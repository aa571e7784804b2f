use chrono::{DateTime, Utc};
use serde::{Deserialize, Serialize};
use uuid::Uuid;

use crate::models::presentations::{AudienceMode, Presentation};

#[derive(Debug, Deserialize)]
pub struct CreatePresentationRequest {
    pub course_id: Uuid,
    pub title: String,
    pub audience_mode: Option<AudienceMode>,
}

#[derive(Debug, Deserialize)]
pub struct UpdatePresentationRequest {
    pub title: Option<String>,
    pub audience_mode: Option<AudienceMode>,
}

#[derive(Debug, Clone, Copy, Deserialize, Serialize, PartialEq, Eq)]
#[serde(rename_all = "lowercase")]
pub enum NavigationDirection {
    Next,
    Prev,
}

#[derive(Debug, Deserialize)]
pub struct NavigateRequest {
    pub direction: NavigationDirection,
}

#[derive(Debug, Clone, Serialize, Deserialize, PartialEq)]
#[serde(rename_all = "camelCase")]
pub struct PresentationView {
    pub id: Uuid,
    pub course_id: Uuid,
    pub owner_id: Uuid,
    pub title: String,
    pub current_slide_index: i32,
    pub is_live: bool,
    pub audience_mode: AudienceMode,
    pub slide_count: i64,
    pub created_at: DateTime<Utc>,
    pub updated_at: DateTime<Utc>,
}

impl PresentationView {
    pub fn from_record(presentation: Presentation, slide_count: i64) -> Self {
        Self {
            id: presentation.id,
            course_id: presentation.course_id,
            owner_id: presentation.owner_id,
            title: presentation.title,
            current_slide_index: presentation.current_slide_index,
            is_live: presentation.is_live,
            audience_mode: presentation.audience_mode,
            slide_count,
            created_at: presentation.created_at,
            updated_at: presentation.updated_at,
        }
    }
}

#[derive(Debug, Serialize)]
pub struct PresentationListResponse {
    pub data: Vec<PresentationView>,
}

/// Resolution of a course's live-presentation pointer. presentation is None
/// when nothing is live; clients poll until one appears.
#[derive(Debug, Serialize)]
pub struct CourseLiveResponse {
    pub presentation: Option<PresentationView>,
}
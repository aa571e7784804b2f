use sqlx::{PgPool, Postgres, Transaction};
use uuid::Uuid;

use crate::{error::AppError, models::groups::CommentGroup};

#[derive(Debug)]
pub(crate) struct CreateGroupParams {
    pub presentation_id: Uuid,
    pub slide_index: i32,
    pub label: String,
    pub seed_comment_id: Uuid,
    pub position_x: f64,
    pub position_y: f64,
}

pub async fn insert_group(
    tx: &mut Transaction<'_, Postgres>,
    params: CreateGroupParams,
) -> Result<CommentGroup, AppError> {
    let row = crate::log_query_fetch_one!(
        "groups.insert_group",
        sqlx::query_as::<_, CommentGroup>(
            r#"
                INSERT INTO live.comment_group
                    (presentation_id, slide_index, label, comment_ids, position_x, position_y)
                VALUES ($1, $2, $3, ARRAY[$4]::uuid[], $5, $6)
                RETURNING *
            "#,
        )
        .bind(params.presentation_id)
        .bind(params.slide_index)
        .bind(params.label)
        .bind(params.seed_comment_id)
        .bind(params.position_x)
        .bind(params.position_y)
        .fetch_one(&mut **tx)
    )?;

    Ok(row)
}

pub async fn find_group_by_id(
    pool: &PgPool,
    group_id: Uuid,
) -> Result<Option<CommentGroup>, AppError> {
    let row = crate::log_query_fetch_optional!(
        "groups.find_group_by_id",
        sqlx::query_as::<_, CommentGroup>(
            r#"
                SELECT * FROM live.comment_group WHERE id = $1
            "#,
        )
        .bind(group_id)
        .fetch_optional(pool)
    )?;

    Ok(row)
}

/// Row-locks a group for membership edits; concurrent add/remove of the
/// same group serialize here instead of losing updates.
pub async fn lock_group(
    tx: &mut Transaction<'_, Postgres>,
    group_id: Uuid,
) -> Result<Option<CommentGroup>, AppError> {
    let row = crate::log_query_fetch_optional!(
        "groups.lock_group",
        sqlx::query_as::<_, CommentGroup>(
            r#"
                SELECT * FROM live.comment_group WHERE id = $1 FOR UPDATE
            "#,
        )
        .bind(group_id)
        .fetch_optional(&mut **tx)
    )?;

    Ok(row)
}

pub async fn list_groups_for_slide(
    pool: &PgPool,
    presentation_id: Uuid,
    slide_index: i32,
) -> Result<Vec<CommentGroup>, AppError> {
    let rows = crate::log_query_fetch_all!(
        "groups.list_groups_for_slide",
        sqlx::query_as::<_, CommentGroup>(
            r#"
                SELECT * FROM live.comment_group
                WHERE presentation_id = $1
                  AND slide_index = $2
                ORDER BY created_at ASC, id ASC
            "#,
        )
        .bind(presentation_id)
        .bind(slide_index)
        .fetch_all(pool)
    )?;

    Ok(rows)
}

pub async fn set_comment_ids(
    tx: &mut Transaction<'_, Postgres>,
    group_id: Uuid,
    comment_ids: &[Uuid],
) -> Result<Option<CommentGroup>, AppError> {
    let row = crate::log_query_fetch_optional!(
        "groups.set_comment_ids",
        sqlx::query_as::<_, CommentGroup>(
            r#"
                UPDATE live.comment_group
                SET comment_ids = $2,
                    updated_at = CURRENT_TIMESTAMP
                WHERE id = $1
                RETURNING *
            "#,
        )
        .bind(group_id)
        .bind(comment_ids)
        .fetch_optional(&mut **tx)
    )?;

    Ok(row)
}

/// Last-write-wins position update, fed by the coalesced drag buffer.
pub async fn update_position(
    pool: &PgPool,
    group_id: Uuid,
    position_x: f64,
    position_y: f64,
) -> Result<u64, AppError> {
    let result = crate::log_query_execute!(
        "groups.update_position",
        sqlx::query(
            r#"
                UPDATE live.comment_group
                SET position_x = $2,
                    position_y = $3,
                    updated_at = CURRENT_TIMESTAMP
                WHERE id = $1
            "#,
        )
        .bind(group_id)
        .bind(position_x)
        .bind(position_y)
        .execute(pool)
    )?;

    Ok(result.rows_affected())
}

pub async fn update_group(
    pool: &PgPool,
    group_id: Uuid,
    label: Option<String>,
    collapsed: Option<bool>,
) -> Result<Option<CommentGroup>, AppError> {
    let row = crate::log_query_fetch_optional!(
        "groups.update_group",
        sqlx::query_as::<_, CommentGroup>(
            r#"
                UPDATE live.comment_group
                SET label = COALESCE($2, label),
                    collapsed = COALESCE($3, collapsed),
                    updated_at = CURRENT_TIMESTAMP
                WHERE id = $1
                RETURNING *
            "#,
        )
        .bind(group_id)
        .bind(label)
        .bind(collapsed)
        .fetch_optional(pool)
    )?;

    Ok(row)
}

pub async fn delete_group(
    tx: &mut Transaction<'_, Postgres>,
    group_id: Uuid,
) -> Result<u64, AppError> {
    let result = crate::log_query_execute!(
        "groups.delete_group",
        sqlx::query(
            r#"
                DELETE FROM live.comment_group WHERE id = $1
            "#,
        )
        .bind(group_id)
        .execute(&mut **tx)
    )?;

    Ok(result.rows_affected())
}
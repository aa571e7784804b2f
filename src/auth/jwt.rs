use jsonwebtoken::{Algorithm, DecodingKey, Validation, decode};
use serde::{Deserialize, Serialize};

/// Claims minted by the external auth provider. This server never issues
/// tokens; it only verifies them and reads the identity they carry.
#[derive(Debug, Serialize, Deserialize, Clone)]
pub struct Claims {
    pub sub: String,
    pub exp: i64,
    pub iat: i64,
    pub name: String,
    pub role: String,
    #[serde(skip_serializing_if = "Option::is_none")]
    pub iss: Option<String>,
    #[serde(skip_serializing_if = "Option::is_none")]
    pub aud: Option<String>,
}

#[derive(Clone)]
pub struct JwtConfig {
    pub secret: String,
    pub issuer: Option<String>,
    pub audience: Option<String>,
}

impl JwtConfig {
    pub fn from_env(secret: String) -> Self {
        let issuer = std::env::var("JWT_ISSUER")
            .ok()
            .map(|value| value.trim().to_string())
            .filter(|value| !value.is_empty());
        let audience = std::env::var("JWT_AUDIENCE")
            .ok()
            .map(|value| value.trim().to_string())
            .filter(|value| !value.is_empty());
        Self {
            secret,
            issuer,
            audience,
        }
    }

    pub fn verify_token(&self, token: &str) -> Result<Claims, jsonwebtoken::errors::Error> {
        let mut validation = Validation::new(Algorithm::HS256);
        if let Some(issuer) = &self.issuer {
            validation.set_issuer(&[issuer]);
        }
        if let Some(audience) = &self.audience {
            validation.set_audience(&[audience]);
        }
        let token_data = decode::<Claims>(
            token,
            &DecodingKey::from_secret(self.secret.as_bytes()),
            &validation,
        )?;

        Ok(token_data.claims)
    }
}

#[cfg(test)]
mod tests {
    use super::*;
    use chrono::{Duration, Utc};
    use jsonwebtoken::{EncodingKey, Header, encode};
    use uuid::Uuid;

    fn mint(config: &JwtConfig, role: &str, exp_offset_hours: i64) -> String {
        let now = Utc::now();
        let claims = Claims {
            sub: Uuid::new_v4().to_string(),
            exp: (now + Duration::hours(exp_offset_hours)).timestamp(),
            iat: now.timestamp(),
            name: "Ada Lovelace".to_string(),
            role: role.to_string(),
            iss: config.issuer.clone(),
            aud: config.audience.clone(),
        };
        encode(
            &Header::new(Algorithm::HS256),
            &claims,
            &EncodingKey::from_secret(config.secret.as_bytes()),
        )
        .unwrap()
    }

    #[test]
    fn verifies_provider_token() {
        let config = JwtConfig {
            secret: "secret".to_string(),
            issuer: None,
            audience: None,
        };
        let token = mint(&config, "instructor", 1);
        let claims = config.verify_token(&token).unwrap();
        assert_eq!(claims.name, "Ada Lovelace");
        assert_eq!(claims.role, "instructor");
    }

    #[test]
    fn rejects_expired_token() {
        let config = JwtConfig {
            secret: "secret".to_string(),
            issuer: None,
            audience: None,
        };
        let token = mint(&config, "student", -2);
        assert!(config.verify_token(&token).is_err());
    }

    #[test]
    fn rejects_issuer_mismatch() {
        let minting = JwtConfig {
            secret: "secret".to_string(),
            issuer: Some("other-idp".to_string()),
            audience: None,
        };
        let verifying = JwtConfig {
            secret: "secret".to_string(),
            issuer: Some("campus-idp".to_string()),
            audience: None,
        };
        let token = mint(&minting, "student", 1);
        assert!(verifying.verify_token(&token).is_err());
    }
}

_EXERCISE DESCRIPTION:_ Copy every line from the records that holds the string "minting".

_ANSWER TO THIS PROBLEM:_
        let minting = JwtConfig {
        let token = mint(&minting, "student", 1);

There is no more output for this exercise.